Lalu bagaimana dengan generasi 19A kini? generasi yang tidak pernah menginjakan kaki didalam bis 19A. Apakah masih pantas disebut generasi 19A? sedangkan melihat bentuk dan rupa 19A pun hanya menggunakan akal dan khayalan. Emh...mungkin itulah yang tadi kita sebut, untuk bergabung disini
cukup hanya bermodalkan keiklasan. Termaksud iklas untuk berangkat sendiri-sendiri dengan berbagai
model angkutan umum, mulai dari Bus Way, Metro Mini, Kereta mungkin Bajaj jika memang diperlukan.
Jaman memang telah berubah, siapapun yang tidak berusaha mengikuti perubahan yang datang maka ia
akan ditinggalkan oleh perubahan tersebut. Mungkin itulah yang terjadi dengan nasib Basis-basis di Boedoet
saat ini yang satu persatu mulai hilang dan punah tak berbekas.

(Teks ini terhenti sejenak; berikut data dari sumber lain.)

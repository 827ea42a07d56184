use std::collections::BTreeSet;
use std::mem;

use serde_json::{json, Map, Value as Json};
use tracing::{debug, info, instrument, warn};

use super::hydrate::{CleanState, HydrationHints};
use super::{DocHandle, DocumentState, UnitOfWork};
use crate::attachment::attachments_to_json;
use crate::collection::PendingLoad;
use crate::error::{ConflictedDocument, OdmError, Result};
use crate::hooks::{ConflictEventArgs, ConflictResolution, LifecycleEvent};
use crate::metadata::AssociationAccess;
use crate::store::{BulkEntry, BulkResult};

impl UnitOfWork {
    /// Write every pending change in a single bulk request.
    ///
    /// Entries the store rejects are returned as [`OdmError::UpdateConflict`]
    /// after every other entry has been processed; the accepted ones stay
    /// written. A request rejected as a whole, or answered for only part of
    /// its entries, leaves the session untouched so the flush can be retried.
    #[instrument(skip(self), fields(managed = self.identity_map.len()))]
    pub fn flush(&mut self) -> Result<()> {
        self.fire(LifecycleEvent::PreFlush, None)?;
        self.compute_change_sets()?;
        self.fire(LifecycleEvent::OnFlush, None)?;

        let mut entries = Vec::new();
        let mut handles = Vec::new();
        let mut clean_states = Vec::new();
        for handle in self.scheduled_removals.clone() {
            let (id, rev) = self.deletion_target(handle)?;
            entries.push(BulkEntry::Delete { id, rev });
            handles.push(handle);
            clean_states.push(None);
        }
        let upserts: BTreeSet<DocHandle> = self
            .scheduled_inserts
            .union(&self.scheduled_updates)
            .copied()
            .collect();
        for handle in upserts {
            if self.identity_map.slot(handle)?.revision.is_some() {
                self.fire(LifecycleEvent::PreUpdate, Some(handle))?;
            }
            let body = self.document_body(handle)?;
            clean_states.push(Some(self.clean_state(handle)?));
            entries.push(BulkEntry::Upsert(body));
            handles.push(handle);
        }

        let mut conflicts = Vec::new();
        if !entries.is_empty() {
            let response = self
                .store
                .submit_batch(&entries, self.config.all_or_nothing_flush)?;
            if response.status >= 400 && response.results.is_empty() {
                return Err(OdmError::Transport {
                    status: response.status,
                    reason: "bulk write rejected".into(),
                });
            }
            if response.results.len() != entries.len() {
                return Err(OdmError::Transport {
                    status: response.status,
                    reason: format!(
                        "bulk write answered {} of {} entries",
                        response.results.len(),
                        entries.len()
                    ),
                });
            }
            info!(
                entries = entries.len(),
                status = response.status,
                "submitted bulk write"
            );

            let answers = handles
                .into_iter()
                .zip(clean_states)
                .zip(&entries)
                .zip(response.results);
            for (((handle, clean), entry), result) in answers {
                let outcome = if result.is_ok() {
                    self.accept(handle, clean, entry, result)
                } else {
                    self.reject(handle, entry, result)
                };
                if let Some(conflict) = outcome? {
                    conflicts.push(conflict);
                }
            }
        }

        for (handle, index) in mem::take(&mut self.visited_collections) {
            if !self.identity_map.contains_handle(handle) {
                continue;
            }
            let meta = self.class_of(handle)?;
            let removed: Vec<String> = match self.collection(handle, &meta, index)? {
                Some(collection) => collection
                    .removed()
                    .iter()
                    .filter_map(|target| self.identifier(*target))
                    .collect(),
                None => Vec::new(),
            };
            if let Some(collection) = self.collection_mut(handle, &meta, index)? {
                collection.prune_pending(&removed);
                collection.take_snapshot();
            }
        }
        self.scheduled_inserts.clear();
        self.scheduled_updates.clear();
        self.scheduled_removals.clear();
        self.fire(LifecycleEvent::PostFlush, None)?;

        if conflicts.is_empty() {
            Ok(())
        } else {
            debug!(conflicts = conflicts.len(), "flush finished with conflicts");
            Err(OdmError::UpdateConflict {
                documents: conflicts,
            })
        }
    }

    /// Bookkeeping for an entry the store accepted.
    fn accept(
        &mut self,
        handle: DocHandle,
        clean: Option<CleanState>,
        entry: &BulkEntry,
        result: BulkResult,
    ) -> Result<Option<ConflictedDocument>> {
        if entry.is_delete() {
            self.record_existence(&result.id, false);
            self.purge(handle)?;
            self.fire(LifecycleEvent::PostRemove, Some(handle))?;
            return Ok(None);
        }

        if let Some(clean) = clean {
            self.install_clean_state(handle, clean)?;
        }
        let slot = self.identity_map.slot_mut(handle)?;
        let previous = mem::replace(&mut slot.revision, result.rev.clone());
        self.write_version(handle, result.rev.as_deref())?;
        self.record_existence(&result.id, true);
        let event = match previous {
            Some(_) => LifecycleEvent::PostUpdate,
            None => LifecycleEvent::PostPersist,
        };
        self.fire(event, Some(handle))?;
        Ok(None)
    }

    /// Bookkeeping for an entry the store rejected. Returns the conflict
    /// unless a resolver handled it, in which case the document is reloaded
    /// from the store and the rejected write is dropped.
    fn reject(
        &mut self,
        handle: DocHandle,
        entry: &BulkEntry,
        result: BulkResult,
    ) -> Result<Option<ConflictedDocument>> {
        let slot = self.identity_map.slot_mut(handle)?;
        if entry.is_delete() {
            slot.state = DocumentState::Managed;
        } else {
            slot.original = None;
        }
        let conflict = ConflictedDocument {
            handle,
            id: result.id,
            error: result.error.unwrap_or_else(|| "unknown".into()),
            reason: result.reason,
            deletion: entry.is_delete(),
        };
        warn!(id = %conflict.id, error = %conflict.error, "store rejected entry");

        self.fire(LifecycleEvent::OnConflict, Some(handle))?;
        let hooks = self.hooks.clone();
        let resolution = hooks.resolve_conflict(&ConflictEventArgs {
            id: &conflict.id,
            handle: Some(handle),
            error: Some(&conflict.error),
            revisions: &[],
            session: &*self,
        });
        match resolution {
            ConflictResolution::Resolved => {
                debug!(id = %conflict.id, "conflict resolved, adopting stored document");
                self.adopt_stored(handle, &conflict.id)?;
                Ok(None)
            }
            ConflictResolution::Unresolved => Ok(Some(conflict)),
        }
    }

    /// Replace a document's state with the stored one. A document that no
    /// longer exists is dropped from the session.
    fn adopt_stored(&mut self, handle: DocHandle, id: &str) -> Result<()> {
        let class = self.class_of(handle)?.name().to_string();
        let response = self.store.find_one(id)?;
        if response.is_not_found() {
            self.warn_vanished(id);
            self.record_existence(id, false);
            return self.purge(handle);
        }
        if !response.is_success() {
            return Err(OdmError::Transport {
                status: response.status,
                reason: response.reason(),
            });
        }
        self.create_document(Some(&class), response.body, HydrationHints::refresh())?;
        Ok(())
    }

    fn record_existence(&mut self, id: &str, exists: bool) {
        if self.config.cache_existence_probes {
            self.existence_probes.insert(id.to_string(), exists);
        }
    }

    /// Identifier and revision for a delete entry. A lazy reference has no
    /// revision yet; it is read from the store.
    fn deletion_target(&mut self, handle: DocHandle) -> Result<(String, String)> {
        let slot = self.identity_map.slot(handle)?;
        let id = slot
            .id
            .clone()
            .ok_or_else(|| OdmError::InvalidDocument(format!("{handle} has no identifier")))?;
        if let Some(rev) = &slot.revision {
            return Ok((id, rev.clone()));
        }

        let response = self.store.find_one(&id)?;
        if response.is_not_found() {
            self.warn_vanished(&id);
            self.purge(handle)?;
            return Err(OdmError::DocumentNotFound { id });
        }
        if !response.is_success() {
            return Err(OdmError::Transport {
                status: response.status,
                reason: response.reason(),
            });
        }
        let rev = response
            .body
            .get("_rev")
            .and_then(Json::as_str)
            .ok_or_else(|| OdmError::InvalidDocument(format!("{id} has no _rev")))?
            .to_string();
        self.identity_map.slot_mut(handle)?.revision = Some(rev.clone());
        Ok((id, rev))
    }

    /// Stored form of a managed document.
    fn document_body(&self, handle: DocHandle) -> Result<Json> {
        let slot = self.identity_map.slot(handle)?;
        let meta = &slot.class;
        let object = self.object(handle)?;
        let id = slot
            .id
            .clone()
            .ok_or_else(|| OdmError::InvalidDocument(format!("{handle} has no identifier")))?;

        let mut body = Map::new();
        body.insert("_id".into(), Json::String(id));
        if let Some(rev) = &slot.revision {
            body.insert("_rev".into(), Json::String(rev.clone()));
        }
        body.insert(
            self.config.type_field.clone(),
            Json::String(meta.name().to_string()),
        );

        for field in &meta.fields {
            let value = field.access.read(object)?;
            if !value.is_null() {
                body.insert(
                    field.json_name.clone(),
                    self.types.to_store(&field.type_name, &value)?,
                );
            }
        }

        let serializer = self.serializer();
        for mapping in &meta.embedded {
            let value = serializer.serialize(mapping, object)?;
            if !value.is_null() {
                body.insert(mapping.json_name.clone(), value);
            }
        }

        let mut associations = Vec::new();
        for assoc in meta.associations.iter().filter(|assoc| assoc.is_owning_side()) {
            match &assoc.access {
                AssociationAccess::One(access) => {
                    let Some(target) = *access.get(object)? else {
                        continue;
                    };
                    body.insert(assoc.json_name.clone(), Json::String(self.target_id(target)?));
                }
                AssociationAccess::Many(access) => {
                    let collection = access.get(object)?;
                    let removed: Vec<String> = collection
                        .removed()
                        .iter()
                        .filter_map(|target| self.identifier(*target))
                        .collect();
                    let mut ids: Vec<String> = match collection.pending() {
                        Some(PendingLoad::Ids(ids)) => ids
                            .iter()
                            .filter(|id| !removed.contains(id))
                            .cloned()
                            .collect(),
                        _ => Vec::new(),
                    };
                    for target in collection.raw_iter() {
                        let id = self.target_id(target)?;
                        if !ids.contains(&id) {
                            ids.push(id);
                        }
                    }
                    body.insert(assoc.json_name.clone(), json!(ids));
                }
            }
            associations.push(assoc.json_name.clone());
        }
        if self.config.write_association_metadata && !associations.is_empty() {
            body.insert(
                self.config.metadata_field.clone(),
                json!({ "associations": associations }),
            );
        }

        if let Some(access) = &meta.attachments {
            let attachments = access.get(object)?;
            if !attachments.is_empty() {
                body.insert("_attachments".into(), attachments_to_json(attachments));
            }
        }

        for (key, value) in &slot.pass_through {
            if !meta.maps_json_key(key) && !body.contains_key(key) {
                body.insert(key.clone(), value.clone());
            }
        }
        Ok(Json::Object(body))
    }

    fn target_id(&self, target: DocHandle) -> Result<String> {
        self.identifier(target).ok_or_else(|| {
            OdmError::InvalidDocument(format!("referenced document {target} has no identifier"))
        })
    }
}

Keberadaan dan eksistensi Basis di Boedoet untuk generasi saat ini sudah bergeser dan mungkin perlu dikaji ulang dari faktor manfaatnya. Boedoet saat ini memang sudah berubah 180 derajat, Boedoet yang saat ini hanya tersisa dua sekolahan yaitu SMA Negeri 1 dan SMK Negeri 1 sedang menggeliat dalam hal akademik,
hal tersebut terbukti dengan gelar RSBI (Rintisan Sekolah Berstandar Internasional) yang kini disandang oleh SMK Negeri 1 dan gelar PSB (Pusat Sumber Belajar) di SMA Negeri 1. Sungguh suatu kebanggaan yang luar biasa untuk para alumni sekolah tersebut melihat sebuah perubahan yang terjadi di almamater tercintanya.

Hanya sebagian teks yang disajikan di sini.